The other third of my block is far more problematic. I’m convinced I will not be heard, that my best work is not good enough. Oh sure, people will pat me on the head and tell me I’m a good writer. But what does that mean?

Tracing it back a little more, the problem is I’m acutely aware of sexism. Whenever I go on Twitter, my feed is filled with news about inequality, and how women are getting the shaft. Sometimes I see good news, but then there’s usually a kicker about how we have a long way to go.

 I don’t feel empowered reading this stuff.

I see how white guys (liberal and conservative) tend to support white guys who are exactly like them. Or I see white guys (liberal and conservative) who lecture and define reality for women.
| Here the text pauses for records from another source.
//! Request ID middleware for request tracing and correlation.
//!
//! Reuses an upstream `x-request-id` when present, otherwise generates a
//! UUID v4. The ID is recorded on the tracing span, tagged on the Sentry
//! scope and echoed in the response.

use axum::{extract::Request, http::HeaderValue, middleware::Next, response::Response};
use tracing::Span;
use uuid::Uuid;

/// The HTTP header name for request IDs.
pub const REQUEST_ID_HEADER: &str = "x-request-id";

pub async fn request_id_middleware(request: Request, next: Next) -> Response {
    let request_id = request
        .headers()
        .get(REQUEST_ID_HEADER)
        .and_then(|h| h.to_str().ok())
        .filter(|id| !id.is_empty())
        .map_or_else(|| Uuid::new_v4().to_string(), String::from);

    Span::current().record("request_id", &request_id);
    sentry::configure_scope(|scope| {
        scope.set_tag("request_id", &request_id);
    });

    let mut response = next.run(request).await;

    if let Ok(value) = HeaderValue::from_str(&request_id) {
        response.headers_mut().insert(REQUEST_ID_HEADER, value);
    }

    response
}
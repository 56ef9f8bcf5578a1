//! HTTP route handlers for storefront.
//!
//! # Route Structure
//!
//! ```text
//! GET  /                       - Landing page (announcements, featured products)
//! GET  /about                  - About page
//! GET  /shop                   - Product listing (q, category, min, max)
//! GET  /product/{id}           - Product detail
//!
//! # Cart
//! GET  /mycart                 - Cart page with suggestions
//! POST /cart/add               - Add one unit, flash, redirect to the product
//! POST /cart/remove            - Remove a line, redirect to the cart
//!
//! # Checkout
//! GET  /checkout               - Checkout form, or the OTP prompt
//! POST /checkout               - Place order (multipart, receipt upload)
//! POST /checkout/voucher       - Apply a voucher code
//! POST /checkout/verify-otp    - Confirm a pending order
//! POST /checkout/cancel-otp    - Abandon the OTP prompt
//! GET  /thankyou               - Order confirmation
//! GET  /thankyou/certificate   - Certificate of donation (PDF)
//!
//! # Contact
//! GET  /contact                - Contact form
//! POST /contact                - Send message
//! ```

pub mod cart;
pub mod checkout;
pub mod home;
pub mod pages;
pub mod shop;

use axum::{
    Router,
    extract::DefaultBodyLimit,
    routing::{get, post},
};

use crate::state::AppState;

/// Largest accepted checkout upload (receipt image plus form fields).
const CHECKOUT_BODY_LIMIT: usize = 10 * 1024 * 1024;

/// Create the cart routes router.
pub fn cart_routes() -> Router<AppState> {
    Router::new()
        .route("/add", post(cart::add))
        .route("/remove", post(cart::remove))
}

/// Create the checkout routes router.
pub fn checkout_routes() -> Router<AppState> {
    Router::new()
        .route(
            "/checkout",
            get(checkout::show)
                .post(checkout::place_order)
                .layer(DefaultBodyLimit::max(CHECKOUT_BODY_LIMIT)),
        )
        .route("/checkout/voucher", post(checkout::apply_voucher))
        .route("/checkout/verify-otp", post(checkout::verify_otp))
        .route("/checkout/cancel-otp", post(checkout::cancel_otp))
        .route("/thankyou", get(checkout::thank_you))
        .route("/thankyou/certificate", get(checkout::certificate))
}

/// Create all routes for the storefront.
pub fn routes() -> Router<AppState> {
    Router::new()
        .route("/", get(home::home))
        .route("/about", get(pages::about))
        .route("/contact", get(pages::contact_page).post(pages::send_contact))
        .route("/shop", get(shop::index))
        .route("/product/{id}", get(shop::show))
        .route("/mycart", get(cart::show))
        .nest("/cart", cart_routes())
        .merge(checkout_routes())
}
//! Segunda Mana Admin library.
//!
//! This crate provides the back office as a library so the router can be
//! driven in process by integration tests.
//!
//! # Security
//!
//! Every page except `/login` and `/health` sits behind a staff login; staff
//! management and the activity log need the superadmin role. The backend
//! token lives only in the server-side session, never in a cookie the
//! browser can read.

#![cfg_attr(not(test), forbid(unsafe_code))]

pub mod client;
pub mod config;
pub mod error;
pub mod filters;
pub mod middleware;
pub mod models;
pub mod routes;
pub mod state;

use axum::{Router, extract::DefaultBodyLimit, routing::get};
use tower_http::services::ServeDir;
use tower_http::trace::{DefaultOnResponse, OnResponse, TraceLayer};
use tracing::Span;

pub use state::AppState;

/// Directory holding the admin stylesheet.
const STATIC_DIR: &str = concat!(env!("CARGO_MANIFEST_DIR"), "/static");

/// Largest request body accepted, sized for announcement media uploads.
const MAX_BODY_BYTES: usize = 25 * 1024 * 1024;

/// Build the admin router with its session, request-id and tracing layers.
/// Sentry layers are added by the binary.
pub fn app(state: AppState) -> Router {
    let session_layer = middleware::create_session_layer(state.config());

    Router::new()
        .route("/health", get(health))
        .merge(routes::routes())
        .nest_service("/static", ServeDir::new(STATIC_DIR))
        .layer(DefaultBodyLimit::max(MAX_BODY_BYTES))
        .layer(axum::middleware::from_fn(middleware::expire_session))
        .layer(session_layer)
        .layer(axum::middleware::from_fn(middleware::request_id_middleware))
        .layer(
            TraceLayer::new_for_http()
                .make_span_with(|request: &axum::http::Request<_>| {
                    tracing::info_span!(
                        "http_request",
                        method = %request.method(),
                        uri = %request.uri(),
                        request_id = tracing::field::Empty,
                        status = tracing::field::Empty,
                        latency_ms = tracing::field::Empty,
                    )
                })
                .on_response(
                    |response: &axum::http::Response<_>,
                     latency: std::time::Duration,
                     span: &Span| {
                        span.record("status", response.status().as_u16());
                        span.record(
                            "latency_ms",
                            u64::try_from(latency.as_millis()).unwrap_or(u64::MAX),
                        );
                        DefaultOnResponse::default().on_response(response, latency, span);
                    },
                ),
        )
        .with_state(state)
}

/// Liveness health check endpoint.
async fn health() -> &'static str {
    "ok"
}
It’s not up to a liberal white guy to inform me about the level of prejudice I or other women experience every day. And it’s not up a liberal white guy to tell me how to be a feminist.

Does it sound like I’m picking on liberal white guys? I am. Particularly because I’m not a conservative and some of these guys claim to be allies. In my experience, they can be just as destructive as right-wingers.

I’m demoralized, and I sense there are women out there who feel the same way. Many times I can sense it when I speak to a female playwright. Some mask it in bravado; others handle it by disappearing completely from the scene.  If you treat someone like she is invisible, she will soon believe it herself. And then she will behave that way. To fight against it requires an enormous amount of strength – power that she could be using to write her next great play or book or blog post.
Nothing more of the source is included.